Would Anonymous Functions Help in Learning Programming/Python?

chris.monsanto at gmail.com chris.monsanto at gmail.com
Fri Sep 21 18:22:02 EDT 2007


On Sep 21, 6:07 pm, Cristian <super.sgt.pep... at gmail.com> wrote:
> On Sep 21, 2:48 pm, chris.monsa... at gmail.com wrote:
>
>
>
> > There are already anonymous functions in Python.
>
> > lambda x, y, z: x + y + z
>
> > is the same as:
>
> > def _(x, y, z): return x + y + z
>
> > As for the method stuff, check out staticmethod(). If you assign
> > staticmethod(<function here>) to an object, it will be treated as a
> > normal function and not as a "method."
>
> > I have my own personal opinions about how methods should be in Python,
> > but, whatever. It's weird to deal with stuff like this:
>
> > x.y = re.match # Assign a function to an attribute of a class, but it
> > doesn't work because you can't assign anything but methods!
> > x.y = staticmethod(re.match) # Ugly
>
> True, there is lambda, but that is very limited. It might be useful
> for key arguments, but not much else. It doesn't solve the teaching
> problem of "See, functions are just like any other data type. You can
> assign it to a variable." It would be a footnote if it's mentioned at
> all. My hope is to subtly reinforce the notion that functions are data
> and can be passed around. The current function declaration doesn't
> help with this. Creating a function and assigning it to a name is
> exactly what Python does, why not have it come out in the syntax? It's
> not necessary, yes, but I think it would be helpful for teaching
> purposes.
>
> Again, it's not necessary as much as it's more intuitive and obvious
> what's going on. This helps a beginner sort out the process from the
> syntax without taking it on faith. They can see the class declaration
> and see "I'm defining just another attribute to this class only this
> time it happens to be method".
>
> There is nothing functionally lacking in Python. I'm just curious if
> there's anything Python can do syntax-wise to help a person better
> grasp programming ideas and Python's inner workings.

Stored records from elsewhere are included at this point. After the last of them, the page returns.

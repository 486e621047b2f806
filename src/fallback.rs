//! 备用题库：反向合成失败时使用的固定题目。
//!
//! 每一条都在对应难度的数字范围内，并且只用该难度允许的运算符就能得到 36，
//! 这一点由本模块的测试逐条验证。

use log::info;
use rand::seq::SliceRandom;
use rand::Rng;

use crate::difficulty::{Difficulty, DifficultyConfig};
use crate::puzzle::{Puzzle, PuzzleSource};
use crate::solver::{is_solvable, minimum_moves};
use crate::{LEAF_COUNT, TARGET};

/// 题库数据的版本号，修改下面任何一张表时递增。
pub const FALLBACK_TABLE_VERSION: u32 = 2;

#[derive(Debug, Clone, Copy, PartialEq, Eq)]
pub struct FallbackEntry {
    pub numbers: [i64; 4],
}

const fn entry(numbers: [i64; 4]) -> FallbackEntry {
    FallbackEntry { numbers }
}

static EASY: [FallbackEntry; 4] = [
    entry([12, 11, 7, 6]),
    entry([9, 9, 9, 9]),
    entry([12, 10, 8, 6]),
    entry([11, 10, 8, 7]),
];

static MEDIUM: [FallbackEntry; 4] = [
    entry([14, 5, 4, 3]),
    entry([8, 6, 3, 4]),
    entry([9, 2, 2, 1]),
    entry([15, 3, 7, 2]),
];

static HARD: [FallbackEntry; 4] = [
    entry([8, 2, 9, 1]),
    entry([12, 3, 9, 1]),
    entry([20, 5, 9, 1]),
    entry([18, 3, 12, 2]),
];

pub fn fallback_entries(difficulty: Difficulty) -> &'static [FallbackEntry] {
    match difficulty {
        Difficulty::Easy => &EASY,
        Difficulty::Medium => &MEDIUM,
        Difficulty::Hard => &HARD,
    }
}

/// `difficulty` 题库中符合 `config` 的条目：数字都在范围内，且只用配置里的运算符就能解出。
pub fn fallback_candidates(difficulty: Difficulty, config: &DifficultyConfig) -> Vec<FallbackEntry> {
    fallback_entries(difficulty)
        .iter()
        .filter(|e| e.numbers.iter().all(|&n| config.number_range.contains(n)))
        .filter(|e| is_solvable(e.numbers, TARGET, config.operators))
        .copied()
        .collect()
}

/// 从符合 `config` 的备用题中随机取一道并打乱数字顺序。
///
/// 不重建解题步骤；最优步数用求解器算出，找不到解时按 3 步处理。
pub fn fallback_puzzle<R: Rng + ?Sized>(
    difficulty: Difficulty,
    config: &DifficultyConfig,
    rng: &mut R,
) -> Puzzle {
    let candidates = fallback_candidates(difficulty, config);
    let picked = candidates
        .choose(rng)
        .or_else(|| fallback_entries(difficulty).first())
        .copied()
        .unwrap_or(entry([9, 9, 9, 9]));
    let mut numbers = picked.numbers;
    numbers.shuffle(rng);

    let optimal_move_count =
        minimum_moves(numbers, TARGET, config.operators).unwrap_or(LEAF_COUNT - 1);
    info!(
        "using fallback puzzle {:?} for {} (table v{})",
        numbers, difficulty, FALLBACK_TABLE_VERSION
    );

    Puzzle {
        numbers,
        solution_trace: Vec::new(),
        optimal_move_count,
        difficulty,
        source: PuzzleSource::Fallback,
    }
}

#[cfg(test)]
mod tests {
    use super::*;
    use crate::solver::{find_solutions_with, uses_only};
    use rand::rngs::StdRng;
    use rand::SeedableRng;

    #[test]
    fn every_entry_is_in_range() {
        for difficulty in Difficulty::ALL {
            let range = difficulty.number_range();
            for e in fallback_entries(difficulty) {
                assert!(
                    e.numbers.iter().all(|&n| range.contains(n)),
                    "{:?} outside {} for {}",
                    e.numbers,
                    range,
                    difficulty
                );
            }
        }
    }

    #[test]
    fn every_entry_is_solvable_with_tier_operators() {
        for difficulty in Difficulty::ALL {
            let operators = difficulty.operators();
            for e in fallback_entries(difficulty) {
                let solutions = find_solutions_with(e.numbers, TARGET, operators);
                assert!(!solutions.is_empty(), "{:?} has no {} solution", e.numbers, difficulty);
                assert!(solutions.iter().all(|trace| uses_only(trace, operators)));
                assert_eq!(minimum_moves(e.numbers, TARGET, operators), Some(3));
            }
        }
    }

    #[test]
    fn tables_have_a_few_entries_each() {
        for difficulty in Difficulty::ALL {
            let len = fallback_entries(difficulty).len();
            assert!((3..=5).contains(&len));
        }
    }

    #[test]
    fn fallback_puzzle_comes_from_table() {
        let mut rng = StdRng::seed_from_u64(36);
        for difficulty in Difficulty::ALL {
            let puzzle = fallback_puzzle(difficulty, &difficulty.config(), &mut rng);
            let mut drawn = puzzle.numbers;
            drawn.sort_unstable();
            let known = fallback_entries(difficulty).iter().any(|e| {
                let mut sorted = e.numbers;
                sorted.sort_unstable();
                sorted == drawn
            });
            assert!(known);
            assert!(puzzle.solution_trace.is_empty());
            assert_eq!(puzzle.optimal_move_count, 3);
            assert_eq!(puzzle.source, PuzzleSource::Fallback);
            assert_eq!(puzzle.difficulty, difficulty);
        }
    }

    #[test]
    fn builtin_config_keeps_every_entry() {
        for difficulty in Difficulty::ALL {
            assert_eq!(
                fallback_candidates(difficulty, &difficulty.config()),
                fallback_entries(difficulty).to_vec()
            );
        }
    }

    #[test]
    fn custom_config_filters_entries() {
        use crate::difficulty::NumberRange;
        use crate::operator::{Operator, OperatorSet};

        let add_mul = OperatorSet::empty().with(Operator::Add).with(Operator::Mul);
        let config = DifficultyConfig::new(add_mul, NumberRange::new(1, 9).unwrap()).unwrap();
        // 只有 [9, 2, 2, 1] 既在 1..=9 内又能只用 + 和 * 解出
        assert_eq!(
            fallback_candidates(Difficulty::Medium, &config),
            vec![entry([9, 2, 2, 1])]
        );

        let mut rng = StdRng::seed_from_u64(5);
        for _ in 0..10 {
            let puzzle = fallback_puzzle(Difficulty::Medium, &config, &mut rng);
            assert!(puzzle.numbers.iter().all(|&n| config.number_range.contains(n)));
            assert!(is_solvable(puzzle.numbers, TARGET, add_mul));
        }
    }
}
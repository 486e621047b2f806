//! # 正向穷举求解
//!
//! 给定 4 个数字和目标值，找出所有"每次取两个数合并成一个"、
//! 三步之后恰好剩下目标值的步骤序列。
//!
//! ## 完整性与正确性
//! - **完整性**：每一层都尝试所有未被消耗的两两组合 C(n,2)，
//!   对每个组合尝试全部运算符；`-` 与 `/` 不满足交换律，两种操作数顺序都会计算。
//!   搜索不会提前结束，因此任何合法的步骤序列都会被枚举到。
//! - **正确性**：除法只接受除数非零且整除的情况；
//!   中间结果必须为正数（卡牌上不会出现 0 或负数），不满足的分支直接剪掉。
//!   同一条步骤序列可能从不同的槽位顺序得到，结果中只保留一次。

use std::collections::HashSet;

use crate::operator::{Operator, OperatorSet};
use crate::puzzle::{ExpressionStep, Trace};

const SLOTS: usize = 4;

/// 搜索过程中的状态：固定 4 个槽位，加一个"已消耗"位掩码。
///
/// 合并槽位 `i` 和 `j` 时，结果写回 `i`，`j` 标记为已消耗；
/// 回溯时恢复这两个字段即可，不需要复制数组。
struct SearchState {
    slots: [i64; SLOTS],
    consumed: u8,
    steps: Trace,
}

impl SearchState {
    fn new(numbers: [i64; SLOTS]) -> Self {
        SearchState {
            slots: numbers,
            consumed: 0,
            steps: Vec::with_capacity(SLOTS - 1),
        }
    }

    fn is_live(&self, slot: usize) -> bool {
        self.consumed & (1 << slot) == 0
    }

    fn live_count(&self) -> usize {
        SLOTS - self.consumed.count_ones() as usize
    }

    fn last_value(&self) -> Option<i64> {
        (0..SLOTS).find(|&slot| self.is_live(slot)).map(|slot| self.slots[slot])
    }
}

struct Collector {
    target: i64,
    operators: OperatorSet,
    seen: HashSet<Trace>,
    solutions: Vec<Trace>,
}

impl Collector {
    fn search(&mut self, state: &mut SearchState) {
        if state.live_count() == 1 {
            if state.last_value() == Some(self.target) && self.seen.insert(state.steps.clone()) {
                self.solutions.push(state.steps.clone());
            }
            return;
        }

        for i in 0..SLOTS {
            if !state.is_live(i) {
                continue;
            }
            for j in (i + 1)..SLOTS {
                if !state.is_live(j) {
                    continue;
                }
                let (a, b) = (state.slots[i], state.slots[j]);
                for step in candidate_steps(a, b, self.operators) {
                    if step.result <= 0 {
                        continue;
                    }
                    state.slots[i] = step.result;
                    state.consumed |= 1 << j;
                    state.steps.push(step);

                    self.search(state);

                    state.steps.pop();
                    state.consumed &= !(1 << j);
                    state.slots[i] = a;
                }
            }
        }
    }
}

/// 对一对数字 `(a, b)` 列出所有候选步骤。
///
/// 不满足交换律的运算会额外给出 `b op a`；
/// 非整除或除以零的除法不会出现在结果里，但负数和零会保留，
/// 由调用方决定是否剪枝。
pub fn candidate_steps(a: i64, b: i64, operators: OperatorSet) -> Vec<ExpressionStep> {
    let mut steps = Vec::with_capacity(operators.len() * 2);
    for op in operators.iter() {
        steps.extend(ExpressionStep::evaluate(op, a, b));
        if !op.is_commutative() {
            steps.extend(ExpressionStep::evaluate(op, b, a));
        }
    }
    steps
}

/// 用全部四种运算符，找出把 `numbers` 化为 `target` 的所有步骤序列。
pub fn find_solutions(numbers: [i64; 4], target: i64) -> Vec<Trace> {
    find_solutions_with(numbers, target, OperatorSet::all())
}

/// 与 [`find_solutions`] 相同，但只允许使用 `operators` 中的运算。
pub fn find_solutions_with(numbers: [i64; 4], target: i64, operators: OperatorSet) -> Vec<Trace> {
    let mut collector = Collector {
        target,
        operators,
        seen: HashSet::new(),
        solutions: Vec::new(),
    };
    collector.search(&mut SearchState::new(numbers));
    collector.solutions
}

pub fn is_solvable(numbers: [i64; 4], target: i64, operators: OperatorSet) -> bool {
    !find_solutions_with(numbers, target, operators).is_empty()
}

/// 最短解的步数；无解时为 `None`。
pub fn minimum_moves(numbers: [i64; 4], target: i64, operators: OperatorSet) -> Option<usize> {
    find_solutions_with(numbers, target, operators)
        .iter()
        .map(|trace| trace.len())
        .min()
}

/// 判断一条步骤序列是否只用到了 `operators` 中的运算。
pub fn uses_only(trace: &[ExpressionStep], operators: OperatorSet) -> bool {
    trace.iter().all(|step| operators.contains(step.operator))
}
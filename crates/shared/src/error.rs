use serde::{Deserialize, Serialize};
use thiserror::Error;

/// Error payload carried by non-success responses. The backend uses `error`
/// on every endpoint; `message` is accepted as a fallback.
#[derive(Debug, Clone, Default, Serialize, Deserialize, PartialEq, Eq)]
pub struct ErrorBody {
    #[serde(default, skip_serializing_if = "Option::is_none")]
    pub error: Option<String>,
    #[serde(default, skip_serializing_if = "Option::is_none")]
    pub message: Option<String>,
}

impl ErrorBody {
    pub fn new(error: impl Into<String>) -> Self {
        Self {
            error: Some(error.into()),
            message: None,
        }
    }

    pub fn text(&self) -> Option<&str> {
        self.error
            .as_deref()
            .or(self.message.as_deref())
            .filter(|text| !text.trim().is_empty())
    }
}

#[derive(Debug, Clone, Error, PartialEq, Eq)]
#[error("HTTP {status}: {}", .message.as_deref().unwrap_or("no error detail"))]
pub struct ApiRejection {
    pub status: u16,
    pub message: Option<String>,
}

impl ApiRejection {
    pub fn new(status: u16, body: Option<ErrorBody>) -> Self {
        Self {
            status,
            message: body.and_then(|body| body.text().map(str::to_string)),
        }
    }
}

impl From<ApiRejection> for ErrorBody {
    fn from(value: ApiRejection) -> Self {
        Self {
            error: value.message,
            message: None,
        }
    }
}

#[cfg(test)]
mod tests {
    use super::*;

    #[test]
    fn prefers_error_field_over_message() {
        let body: ErrorBody =
            serde_json::from_str(r#"{"error":"Person not found","message":"ignored"}"#)
                .expect("json");
        assert_eq!(body.text(), Some("Person not found"));

        let body: ErrorBody = serde_json::from_str(r#"{"message":"gone"}"#).expect("json");
        assert_eq!(body.text(), Some("gone"));

        let body: ErrorBody = serde_json::from_str(r#"{"error":"  "}"#).expect("json");
        assert_eq!(body.text(), None);
    }

    #[test]
    fn rejection_keeps_server_text() {
        let rejection = ApiRejection::new(404, Some(ErrorBody::new("Person not found")));
        assert_eq!(rejection.message.as_deref(), Some("Person not found"));
        assert_eq!(rejection.to_string(), "HTTP 404: Person not found");

        let bare = ApiRejection::new(500, None);
        assert_eq!(bare.to_string(), "HTTP 500: no error detail");
    }
}
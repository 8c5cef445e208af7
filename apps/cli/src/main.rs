use std::{io, path::PathBuf, process::ExitCode, sync::Arc};

use anyhow::{Context, Result};
use clap::{Parser, Subcommand};
use client_core::{HttpFaceAuthApi, Notification, ScreenController};
use tokio::io::BufReader;
use tracing::info;
use tracing_subscriber::EnvFilter;

mod config;
mod render;
mod shell;

use config::{load_settings, DEFAULT_CONFIG_PATH};
use render::{render_auth, render_logs, render_notification};

#[derive(Parser, Debug)]
#[command(name = "faceauth", about = "Client for the face authentication backend")]
struct Cli {
    /// Backend base address, e.g. http://192.168.8.101:8000/api
    #[arg(long)]
    api_url: Option<String>,
    #[arg(long, default_value = DEFAULT_CONFIG_PATH)]
    config: PathBuf,
    #[command(subcommand)]
    command: Option<Command>,
}

#[derive(Subcommand, Debug)]
enum Command {
    /// Register a person under the given name.
    Register { name: String },
    /// Ask the backend to authenticate whoever is in front of the camera.
    Authenticate,
    /// Delete a registered person.
    Delete { name: String },
    /// Show authentication logs, newest first.
    Logs {
        /// Keep loading pages until the server has no more.
        #[arg(long)]
        all: bool,
    },
    /// Interactive session (the default).
    Shell,
}

#[tokio::main]
async fn main() -> Result<ExitCode> {
    tracing_subscriber::fmt()
        .with_env_filter(EnvFilter::try_from_default_env().unwrap_or_else(|_| "info".into()))
        .with_writer(io::stderr)
        .init();

    let cli = Cli::parse();
    let mut settings = load_settings(&cli.config)?;
    if let Some(api_url) = cli.api_url {
        settings.api_url = api_url;
    }

    let api = HttpFaceAuthApi::new(&settings.api_url)
        .with_context(|| format!("invalid api url '{}'", settings.api_url))?;
    info!(api_url = %api.base_url(), "using backend");
    let controller = ScreenController::new(Arc::new(api));

    let failed = match cli.command.unwrap_or(Command::Shell) {
        Command::Register { name } => report(controller.register(&name).await),
        Command::Delete { name } => report(controller.delete(&name).await),
        Command::Authenticate => {
            let failed = report(controller.authenticate().await);
            if let Some(text) = render_auth(&controller.snapshot().await) {
                println!("{text}");
            }
            failed
        }
        Command::Logs { all } => fetch_logs(&controller, all).await,
        Command::Shell => {
            let stdin = BufReader::new(tokio::io::stdin());
            shell::run_shell(&controller, stdin, &mut io::stdout()).await?;
            false
        }
    };

    Ok(if failed {
        ExitCode::FAILURE
    } else {
        ExitCode::SUCCESS
    })
}

/// Prints the notification and reports whether it was an error.
fn report(notification: Option<Notification>) -> bool {
    match notification {
        Some(notification) => {
            let text = render_notification(&notification);
            if notification.is_error() {
                eprintln!("{text}");
            } else {
                println!("{text}");
            }
            notification.is_error()
        }
        None => false,
    }
}

async fn fetch_logs(controller: &ScreenController, all: bool) -> bool {
    let mut failed = report(controller.fetch_logs(true).await);
    while all && !failed && controller.snapshot().await.can_load_more() {
        failed = report(controller.load_more().await);
    }

    let lines = render_logs(&controller.snapshot().await);
    if lines.is_empty() && !failed {
        println!("No authentication logs.");
    }
    for line in lines {
        println!("{line}");
    }
    failed
}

Guido apparently doesn't like lambda; I'm not really sure why, it's
extremely useful. There were rumors of it leaving in Python 3000, but
thankfully there was the decision to keep them. (I have a feeling if
they weren't kept in, a project fork would have happened or such.)
Anyway, one of the biggest problems implementation wise is indentation
in an expression - there is no expression currently that uses
significant whitespace. Python draws a pretty clear line between
expression and statement. I do agree with you however, it seems as if
there is an arbitrary line between function definitions and normal
variable assignment that shouldn't be there for the sake of
consistency.

A question: if you WERE to implement function definitions as normal
expressions, how would you go about embedding it within an expression?

x = map(def a:
            <line of code>
            <line of code>
            <line of code>
        , [1, 2, 3])

It looks hideous in my opinion and lining up the , with the def is
ugly. Not to mention currently, inside groupings, whitespace is
ignored. How would you handle a whitespace signif. expression inside a
grouping which by definition ignores whitespace?